Azarel di Károly Pap, uscito in Ungheria nel 1937, avvicinò la mia mamma adolescente alla lettura: ancora parlandone mezzo secolo dopo le si illuminavano gli occhi. Piaceva anche a me ma l’ho capito e apprezzato veramente solo traducendolo, e difatti ho dato ragione a Gesualdo Bufalino che in Il malpensante scriveva: «Il traduttore è l’unico autentico lettore d’un testo. Non dico i critici, che non hanno voglia né tempo di cimentarsi in un corpo a corpo altrettanto carnale, ma nemmeno l’autore ne sa, su ciò che ha scritto, più di quanto un traduttore innamorato indovini».

Azarel, pubblicato da Fazi con la prefazione di Moni Ovadia per il Giorno della Memoria del 2009, è un libro completamente fuori dagli schemi a partire dalla trama e per finire con la scrittura, una prosa ritmata, un’atmosfera senza pari nella letteratura ungherese. Trasmette un messaggio singolare e molto audace, tant’è vero che nel 1937 il libro viene giudicato dalla comunità ebraica e trovato eretico. Un romanzo di educazione sentimentale di un bambino nato e cresciuto nell’ortodossia di cui però scopre il rovescio, un bilancio poco rassicurante dell’ebraismo mitteleuropeo degli anni Trenta. Il capolavoro unico di Károly Pap che perisce a Bergen-Belsen nel 1945.

«Nádas è uno dei maggiori scrittori al mondo» Susan Sontag – recita la scritta in piccolo sulla copertina de La Bibbia di Péter Nádas, un volume con tre racconti lunghi della produzione giovanile dell’autore corredato della sua prefazione, un importante documento storico-letterario, edito da BUR nel 2009. La troppa fretta di vederlo pubblicato produce due errori: un verbo sbagliato nella prima frase del racconto che dà il titolo alla raccolta e l’omissione del nome del traduttore. Ho avuto più fortuna con gli altri due libri del mio autore preferito – Minotauro (un’altra raccolta di novelle giovanili) e il breve romanzo psichedelico Amore –, tradotti per Zandonai in anni successivi. La sfortunata vicenda editoriale italiana di Péter Nádas, da anni costantemente fra i probabili vincitori del premio Nobel per la Letteratura, è stata raccontata già in altre sedi. Grazie a Bompiani che ha pubblicato il primo volume delle sue Storie parallele nella traduzione di Laura Sgarioto, Nádas è tornato nelle librerie italiane, e spero che pian piano anche le sue opere già tradotte potranno rivedere la luce. La traduzione del microcosmo de La Bibbia e dell’antisemitismo lessicale de L’agnello rimangono due momenti indimenticabili delle migliaia di ore dedicate alla traduzione.
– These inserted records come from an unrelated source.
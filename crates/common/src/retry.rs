use std::future::Future;
use std::time::Duration;

use tracing::warn;

/// Bounded exponential backoff used by every store-write call site.
#[derive(Debug, Clone, Copy)]
pub struct Backoff {
    pub attempts: u32,
    pub initial: Duration,
    pub cap: Duration,
}

impl Default for Backoff {
    fn default() -> Self {
        Self {
            attempts: 5,
            initial: Duration::from_millis(100),
            cap: Duration::from_millis(1600),
        }
    }
}

/// Runs `op` until it succeeds, a non-transient error occurs, or the attempt
/// budget is exhausted. The last error is returned as-is; callers decide how
/// fatal exhaustion is for their message.
pub async fn with_backoff<T, E, F, Fut, P>(policy: Backoff, is_transient: P, mut op: F) -> Result<T, E>
where
    F: FnMut() -> Fut,
    Fut: Future<Output = Result<T, E>>,
    P: Fn(&E) -> bool,
    E: std::fmt::Display,
{
    let mut delay = policy.initial;
    let mut attempt = 1u32;
    loop {
        match op().await {
            Ok(value) => return Ok(value),
            Err(err) if attempt < policy.attempts && is_transient(&err) => {
                warn!(
                    "transient failure on attempt {}/{}: {}; retrying in {:?}",
                    attempt, policy.attempts, err, delay
                );
                tokio::time::sleep(delay).await;
                delay = std::cmp::min(delay * 2, policy.cap);
                attempt += 1;
            }
            Err(err) => return Err(err),
        }
    }
}

#[cfg(test)]
mod tests {
    use super::*;
    use std::sync::atomic::{AtomicU32, Ordering};

    #[tokio::test(start_paused = true)]
    async fn retries_transient_errors_until_success() {
        let calls = AtomicU32::new(0);
        let result: Result<u32, &str> = with_backoff(Backoff::default(), |_| true, || {
            let n = calls.fetch_add(1, Ordering::SeqCst);
            async move { if n < 2 { Err("locked") } else { Ok(42) } }
        })
        .await;

        assert_eq!(result, Ok(42));
        assert_eq!(calls.load(Ordering::SeqCst), 3);
    }

    #[tokio::test(start_paused = true)]
    async fn gives_up_after_attempt_budget() {
        let calls = AtomicU32::new(0);
        let result: Result<u32, &str> = with_backoff(Backoff::default(), |_| true, || {
            calls.fetch_add(1, Ordering::SeqCst);
            async { Err("locked") }
        })
        .await;

        assert_eq!(result, Err("locked"));
        assert_eq!(calls.load(Ordering::SeqCst), 5);
    }

    #[tokio::test(start_paused = true)]
    async fn non_transient_errors_fail_immediately() {
        let calls = AtomicU32::new(0);
        let result: Result<u32, &str> = with_backoff(Backoff::default(), |_| false, || {
            calls.fetch_add(1, Ordering::SeqCst);
            async { Err("constraint violation") }
        })
        .await;

        assert_eq!(result, Err("constraint violation"));
        assert_eq!(calls.load(Ordering::SeqCst), 1);
    }
}
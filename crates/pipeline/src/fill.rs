//! Merges terminal fill acknowledgements back into the store.
//!
//! The terminal appends one CSV row per executed oid. Each sweep merges every
//! readable row (operational columns only) and rewrites the file without the
//! consumed ones — read-then-delete by oid, so a crash between merge and
//! rewrite only means a harmless re-merge.

use std::path::{Path, PathBuf};
use std::time::Duration;

use async_trait::async_trait;
use sqlx::sqlite::SqlitePool;
use tokio::sync::{mpsc, watch};
use tracing::{debug, info, warn};
use uuid::Uuid;

use common::actors::{Actor, ActorType, ControlMessage};
use common::models::FillReport;
use common::retry::{self, Backoff};
use storage::repositories::OrdersRepository;
use storage::{QueueError, StoreError};

use crate::error::PipelineError;

pub struct FillService {
    id: Uuid,
    pool: SqlitePool,
    ack_path: PathBuf,
    poll_interval: Duration,
    backoff: Backoff,
    shutdown: watch::Receiver<bool>,
}

impl FillService {
    pub fn new(
        pool: SqlitePool,
        ack_path: &Path,
        poll_interval: Duration,
        shutdown: watch::Receiver<bool>,
    ) -> Self {
        Self {
            id: Uuid::new_v4(),
            pool,
            ack_path: ack_path.to_path_buf(),
            poll_interval,
            backoff: Backoff::default(),
            shutdown,
        }
    }

    fn read_reports(&self) -> Result<Vec<FillReport>, QueueError> {
        if !self.ack_path.exists() {
            return Ok(Vec::new());
        }
        let mut reader = csv::Reader::from_path(&self.ack_path)?;
        let mut reports = Vec::new();
        for record in reader.deserialize() {
            match record {
                Ok(report) => reports.push(report),
                Err(e) => warn!("skipping unreadable fill row: {}", e),
            }
        }
        Ok(reports)
    }

    fn rewrite_pending(&self, pending: &[FillReport]) -> Result<(), QueueError> {
        if pending.is_empty() {
            std::fs::remove_file(&self.ack_path)?;
            return Ok(());
        }
        let mut writer = csv::Writer::from_path(&self.ack_path)?;
        for report in pending {
            writer.serialize(report)?;
        }
        writer.flush()?;
        Ok(())
    }

    /// One sweep over the ack file. Returns how many reports were merged.
    pub async fn sweep(&self) -> Result<usize, PipelineError> {
        let reports = self.read_reports()?;
        if reports.is_empty() {
            return Ok(0);
        }

        let mut pending = Vec::new();
        let mut merged = 0usize;
        for report in reports {
            let applied =
                retry::with_backoff(self.backoff, StoreError::is_transient, || async {
                    OrdersRepository::merge_fill(&self.pool, &report).await
                })
                .await
                .map_err(|source| PipelineError::StoreExhausted {
                    oid: report.oid.clone(),
                    source,
                })?;
            if applied {
                debug!("merged fill for {}", report.oid);
                merged += 1;
            } else {
                // the terminal acked an oid we have not stored yet; retry later
                warn!("fill for unknown oid {}, keeping for next sweep", report.oid);
                pending.push(report);
            }
        }

        self.rewrite_pending(&pending)?;
        Ok(merged)
    }
}

#[async_trait]
impl Actor for FillService {
    fn id(&self) -> Uuid {
        self.id
    }

    fn name(&self) -> ActorType {
        ActorType::FillActor
    }

    async fn run(&mut self, supervisor_tx: mpsc::Sender<ControlMessage>) -> anyhow::Result<()> {
        let heartbeat_handle = self.spawn_heartbeat(supervisor_tx.clone());
        info!(
            "watching {} for terminal acknowledgements",
            self.ack_path.display()
        );

        loop {
            if *self.shutdown.borrow() {
                info!("fill service stopping on shutdown signal");
                break;
            }
            match self.sweep().await {
                Ok(0) => {}
                Ok(n) => info!("merged {} fill report(s)", n),
                Err(e) => {
                    supervisor_tx
                        .send(ControlMessage::Error(self.id, format!("sweep failed: {}", e)))
                        .await?;
                }
            }
            tokio::time::sleep(self.poll_interval).await;
        }

        heartbeat_handle.abort();
        supervisor_tx
            .send(ControlMessage::Shutdown(self.id))
            .await?;
        Ok(())
    }
}

#[cfg(test)]
mod tests {
    use super::*;
    use chrono::Utc;
    use common::models::{EventKind, LifecycleState, SignalEvent, TradeOrder};

    async fn setup() -> (FillService, SqlitePool, PathBuf) {
        let base = std::env::temp_dir().join(format!("fill-{}", Uuid::new_v4()));
        std::fs::create_dir_all(&base).unwrap();
        let pool = storage::db::connect(base.join("store.db").to_str().unwrap())
            .await
            .unwrap();
        let ack_path = base.join("fills.csv");
        let (_tx, rx) = watch::channel(false);
        let service = FillService::new(pool.clone(), &ack_path, Duration::from_secs(3), rx);
        (service, pool, ack_path)
    }

    fn stored_order(oid: &str) -> TradeOrder {
        TradeOrder {
            oid: oid.to_string(),
            event: SignalEvent {
                kind: EventKind::New,
                channel_id: "100".to_string(),
                channel_username: None,
                channel_title: None,
                msg_id: 55,
                revision: 1,
                ts_utc: None,
                sender_id: None,
                text: "XAUUSD BUY @3814.5 SL 3809.5 TP 3820".to_string(),
                ts_ingest: Some(Utc::now()),
            },
            score: 10,
            formatted: None,
            lifecycle: LifecycleState::Dispatched,
            ts_queued: Some(Utc::now()),
            symbol: Some("XAUUSD".to_string()),
            order_type: Some("BUY".to_string()),
            entry_price: Some(3814.5),
            sl: Some(3809.5),
            take_profits: vec![3820.0],
            comment: oid.to_string(),
        }
    }

    fn write_fill(path: &Path, report: &FillReport) {
        let mut writer = csv::Writer::from_path(path).unwrap();
        writer.serialize(report).unwrap();
        writer.flush().unwrap();
    }

    #[tokio::test]
    async fn merged_fills_are_consumed_from_the_file() {
        let (service, pool, ack_path) = setup().await;
        OrdersRepository::upsert(&pool, &stored_order("20260807-00055"))
            .await
            .unwrap();
        write_fill(
            &ack_path,
            &FillReport {
                oid: "20260807-00055".to_string(),
                symbol: None,
                order_type: None,
                entry_price: Some(3815.0),
                sl: None,
                tp: None,
                comment: None,
                ticket: Some("42".to_string()),
                profit: None,
            },
        );

        assert_eq!(service.sweep().await.unwrap(), 1);
        assert!(!ack_path.exists(), "consumed file should be removed");
        // second sweep is a no-op
        assert_eq!(service.sweep().await.unwrap(), 0);
    }

    #[tokio::test]
    async fn unknown_oids_stay_pending() {
        let (service, _pool, ack_path) = setup().await;
        write_fill(
            &ack_path,
            &FillReport {
                oid: "not-yet-stored".to_string(),
                symbol: None,
                order_type: None,
                entry_price: None,
                sl: None,
                tp: None,
                comment: None,
                ticket: None,
                profit: None,
            },
        );

        assert_eq!(service.sweep().await.unwrap(), 0);
        assert!(ack_path.exists(), "unknown fills are kept for the next sweep");
    }
}
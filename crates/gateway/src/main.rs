use std::sync::Arc;
use std::time::Duration;

use dotenvy::dotenv;
use tokio::sync::{broadcast, watch};
use tracing::{debug, info};

use classifier::Classifier;
use common::actors::ActorType;
use common::logger;
use pipeline::{Dispatcher, FillService, ParserService};
use storage::ExecutionQueue;

use crate::actors::supervisor::Supervisor;
use crate::config::Config;
use crate::services::notifier::NotifierService;

mod actors;
mod config;
mod services;

#[tokio::main]
async fn main() -> anyhow::Result<()> {
    logger::setup_logger();
    dotenv().ok();
    debug!("gateway starting up...");

    let config = Config::from_env()?;
    info!(
        "store={} queue_dir={} stream={}",
        config.store.db_path,
        config.queue.dir.display(),
        config.stream.stream
    );

    let pool = storage::db::connect(&config.store.db_path).await?;
    let queue = Arc::new(ExecutionQueue::new(&config.queue.dir, &config.queue.queue_file)?);
    let classifier = Arc::new(Classifier::new());

    let (shutdown_tx, shutdown_rx) = watch::channel(false);
    let (notify_tx, _) = broadcast::channel::<String>(256);

    let mut dispatcher = Dispatcher::new(pool.clone(), queue.clone(), classifier);
    if let Some(telegram) = &config.telegram {
        let notifier = NotifierService::new(telegram);
        tokio::spawn(notifier.start(notify_tx.subscribe()));
        dispatcher = dispatcher.with_notifier(notify_tx.clone());
    } else {
        info!("signal re-publishing disabled (no TELEGRAM_* in env)");
    }
    let dispatcher = Arc::new(dispatcher);

    let mut supervisor = Supervisor::new(shutdown_tx);

    let stream_settings = config.stream.clone();
    let dispatcher_for_parser = dispatcher.clone();
    let shutdown_for_parser = shutdown_rx.clone();
    supervisor.register_actor(
        ActorType::ParserActor,
        Box::new(move || {
            Box::new(ParserService::new(
                stream_settings.clone(),
                dispatcher_for_parser.clone(),
                shutdown_for_parser.clone(),
            ))
        }),
    );

    let pool_for_fills = pool.clone();
    let ack_path = config.queue.dir.join(&config.queue.ack_file);
    let poll = Duration::from_secs(config.queue.ack_poll_secs);
    let shutdown_for_fills = shutdown_rx.clone();
    supervisor.register_actor(
        ActorType::FillActor,
        Box::new(move || {
            Box::new(FillService::new(
                pool_for_fills.clone(),
                &ack_path,
                poll,
                shutdown_for_fills.clone(),
            ))
        }),
    );

    supervisor.start().await;
    info!("gateway stopped");
    Ok(())
}
use thiserror::Error;

#[derive(Debug, Error)]
pub enum StoreError {
    #[error("database error: {0}")]
    Database(#[from] sqlx::Error),
}

impl StoreError {
    /// Busy/locked conditions are worth a bounded retry; everything else is
    /// a real failure.
    pub fn is_transient(&self) -> bool {
        match self {
            StoreError::Database(sqlx::Error::Database(db)) => {
                let msg = db.message().to_lowercase();
                msg.contains("locked") || msg.contains("busy")
            }
            StoreError::Database(sqlx::Error::PoolTimedOut) => true,
            _ => false,
        }
    }
}

#[derive(Debug, Error)]
pub enum QueueError {
    #[error("queue io error: {0}")]
    Io(#[from] std::io::Error),
    #[error("queue csv error: {0}")]
    Csv(#[from] csv::Error),
}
Per un certo periodo da adolescente il mio romanzo preferito era Ballo in maschera di Magda Szabó, quindi con la proposta di Salani di tradurlo si avverava un sogno. L’autrice non ha bisogno di presentazioni, da tempo i suoi romanzi svettano nelle classifiche. Magda Szabó scriveva anche per quelli che oggi vengono definiti young adults, adattandosi ai criteri della letteratura giovanile comunista. Li seguiva però senza scadere nella letteratura di propaganda tanto diffusa negli anni Cinquanta e in buona parte anche dei Sessanta, arricchiva i suoi romanzi di elementi non di stretta osservanza politica e li confezionava secondo i canoni della letteratura di qualità. La prima edizione in ungherese del Ballo in maschera risale al 1961, è ambientato a Budapest nell’anno precedente, e la protagonista è una delle tante figure femminili indimenticabili – insieme alla nonna e l’insegnante – che hanno reso la scrittrice una delle più importanti del Novecento. Tradurlo è stato bellissimo perché mi ha fatto tornare adolescente ma con la capacità di comprensione e di analisi di un’adulta, scoprendo lo straordinario coraggio della Szabó di parlare anche dell’amore fra vecchi. Un tema decisamente insolito in quegli anni, in particolare in un’opera destinata ai giovani.

Con l’eccezione di due titoli che ho scoperto di non apprezzare in corso d’opera per motivi che qui tralascio, ero e sono rimasta affezionata anche a tutte le altre traduzioni seppure in assenza di un qualsiasi legame affettivo diretto. Concludo dicendomi onorata e molto soddisfatta di aver potuto tradurre György Konrád perché questo scrittore, sociologo e giornalista scomparso nel 2019 somma con il suo destino e i suoi scritti gran parte della storia politica e letteraria ungherese del Novecento e dell’inizio del Duemila. Perseguitato perché ebreo prima e durante la Seconda guerra mondiale, è stato dissidente durante il regime comunista, ha vissuto in esilio e ha contribuito all’avvento della democrazia in Ungheria dopo la caduta del Muro. Della sua vasta produzione in italiano sono stati tradotti solo tre romanzi, Il visitatore (1975), Il perdente (1995), e il terzo, l’autobiografico Partenza e ritorno, l’ho tradotto io per Keller nel 2015. Confesso che di lui avrei tradotto qualsiasi cosa, tanta è la stima e la considerazione, ma ho avuto fortuna perché Partenza e ritorno, la storia di Konrád bambino che attraversa l’Olocausto e riesce a ritornare a casa, è uno degli affreschi storici e umani più belli nella letteratura magiarofona.

 

 

(Post scriptum: forse tradurrò ancora o forse no, colgo comunque l’occasione per ringraziare, in ordine alfabetico, Raffaella Belletti, Giuliano Geri, Daniele Petruccioli, Laura Senserini, Nadia Terranova e Isabella Zani per il loro altruismo.)